Hi everyone! We are looking for property to buy in la Paz loreto area. We are retired military with 2 small kids. Looking for a place that is family oriented with schools and activities. Need something affordable and no ****** pricing lol. I'm dual Mexican and American , and husband is American. I been to la Paz years ago! Very beautiful there!!  love to be near a fun community . We currently live in baja norte rosarito beach! Need serious sunshine, too overcast here on the northern coast! Lol


Druanna


----------



## hmbajaimports (Mar 29, 2013)

Hello Druanna, 

Loreto is a wonderful place but the public schools here have plenty of room for improvement. There are a couple of private school options but they are way expensive. Loreto can be a very nice place to relax and visit, but if you have children who will be in school it can be a very stressful place to live. 

I really like La Paz, with a population of +200K and very little violent crime, it is one of my favorite places in Mexico. 

Good luck and if you are ever in Loreto, don't forget to eat at Orlando's (best Mexican food in town).

Cheers,
DG



druanna said:


> Hi everyone! We are looking for property to buy in la Paz loreto area. We are retired military with 2 small kids. Looking for a place that is family oriented with schools and activities. Need something affordable and no ****** pricing lol. I'm dual Mexican and American , and husband is American. I been to la Paz years ago! Very beautiful there!!  love to be near a fun community . We currently live in baja norte rosarito beach! Need serious sunshine, too overcast here on the northern coast! Lol
> 
> 
> Druanna


----------



## mes1952 (Dec 11, 2012)

You do know your electric bills will be much higher due to increased humidity and heat in Baja Sur????? so expect that since Rosarito requires minimal A/C or fans in the summer.


----------



## chicois8 (Aug 8, 2009)

mes1952 said:


> You do know your electric bills will be much higher due to increased humidity and heat in Baja Sur????? so expect that since Rosarito requires minimal A/C or fans in the summer.



I am not sure about BCS but many Mexican states during the hot months the government subsidizes the electric bills, for instance my last bill from Dec.12th 2012 to Feb.13th 2013 was $1084 Pesos, the Aportacion Gubernamental paid was $861 Pesos and my share was $223Pesos...No A/C but pool pump and fans.......

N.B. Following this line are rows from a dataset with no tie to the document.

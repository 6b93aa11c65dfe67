/*
 *  Copyright 2025-2026 Corral Maintainers
 *
 *  Licensed under the Apache License, Version 2.0 (the "License");
 *  you may not use this file except in compliance with the License.
 *  You may obtain a copy of the License at
 *
 *      http://www.apache.org/licenses/LICENSE-2.0
 *
 *  Unless required by applicable law or agreed to in writing, software
 *  distributed under the License is distributed on an "AS IS" BASIS,
 *  WITHOUT WARRANTIES OR CONDITIONS OF ANY KIND, either express or implied.
 *  See the License for the specific language governing permissions and
 *  limitations under the License.
 */

//! Fixed-size pool of workers draining the dispatch queue.

use super::job_executor::JobExecutor;
use crate::database::universal_types::UniversalUuid;
use std::sync::Arc;
use tokio::sync::{broadcast, mpsc, Mutex};
use tokio::task::JoinHandle;
use tracing::{debug, error, info};

pub struct WorkerPool {
    handles: Vec<JoinHandle<()>>,
}

impl WorkerPool {
    /// Starts `worker_count` workers sharing one receiver.
    ///
    /// Workers stop taking new ids once `shutdown` fires; a job already being
    /// processed runs to completion first.
    pub fn spawn(
        worker_count: usize,
        executor: JobExecutor,
        receiver: mpsc::Receiver<UniversalUuid>,
        shutdown: &broadcast::Sender<()>,
    ) -> Self {
        let receiver = Arc::new(Mutex::new(receiver));
        let handles = (0..worker_count.max(1))
            .map(|worker_id| {
                let receiver = receiver.clone();
                let executor = executor.clone();
                let mut shutdown_rx = shutdown.subscribe();

                tokio::spawn(async move {
                    debug!(worker_id, "Worker started");
                    loop {
                        let next = tokio::select! {
                            _ = shutdown_rx.recv() => {
                                info!(worker_id, "Worker received shutdown signal");
                                break;
                            }
                            job_id = async { receiver.lock().await.recv().await } => job_id,
                        };

                        let Some(job_id) = next else {
                            debug!(worker_id, "Dispatch queue closed");
                            break;
                        };

                        if let Err(e) = executor.process(job_id).await {
                            error!(worker_id, job_id = %job_id, "Failed to process job: {}", e);
                        }
                    }
                    debug!(worker_id, "Worker stopped");
                })
            })
            .collect();

        Self { handles }
    }

    pub fn worker_count(&self) -> usize {
        self.handles.len()
    }

    /// Waits for every worker to exit.
    pub async fn join(self) {
        for handle in self.handles {
            if let Err(e) = handle.await {
                error!("Worker task ended abnormally: {}", e);
            }
        }
    }
}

OP I suggest you visit this site and you may receive more answers...hope this helps: 

BajaNomad Forums - "Peace, Love & Fish Tacos"


----------



## Mexpat46 (Oct 19, 2013)

If you're still considering this move, here's a list of online pubs you might enjoy:

www(dot)BajaCitizen(dot)com - the local English-language newspaper
www(dot)BajaWesternOnion(dot)com - weekly online from Todos Santos (50 mi south of La Paz)
www(dot)BajaInsider(dot)com - website all about Baja (mostly Baja Sur)

(I'm not "allowed" to post links here yet, so I tried to provide the information as best I could. I'm not associated with any of these pubs and I'm not promoting any of them)

There are a number of private school choices in La Paz. We live just 2 blocks from one that is very popular with both expat and Mexican families. We've been in Baja 4.5 years and now have Permanent Resident status with Immigration.


----------



## makaloco (Mar 26, 2009)

Hi Druanna, plenty of serious sunshine here in La Paz! Being a retiree, I don't know much about kids or schools, but La Paz is definitely a family-oriented city. To avoid much of the "****** pricing", try to stay away from real estate agents who cater primarily to expat retirees and snowbirds (i.e., most of what you see online in English), and look for housing in neighborhoods where Mexican families live. If your husband and children already know Spanish, so much the better. If not, they'll learn quickly.

CFE (Federal Commision for Electricity) just reclassified La Paz and some surrounding areas from Tarifa 1D to 1E, resulting in higher monthly kWh quotas for the lower rates, thus reduced electric bills for many folks. I'm like Chicois8 with no AC but several fans and pool. My bill, even under the old rates, was never higher than 500-some pesos for a two-month cycle, and more often quite a bit lower.


----------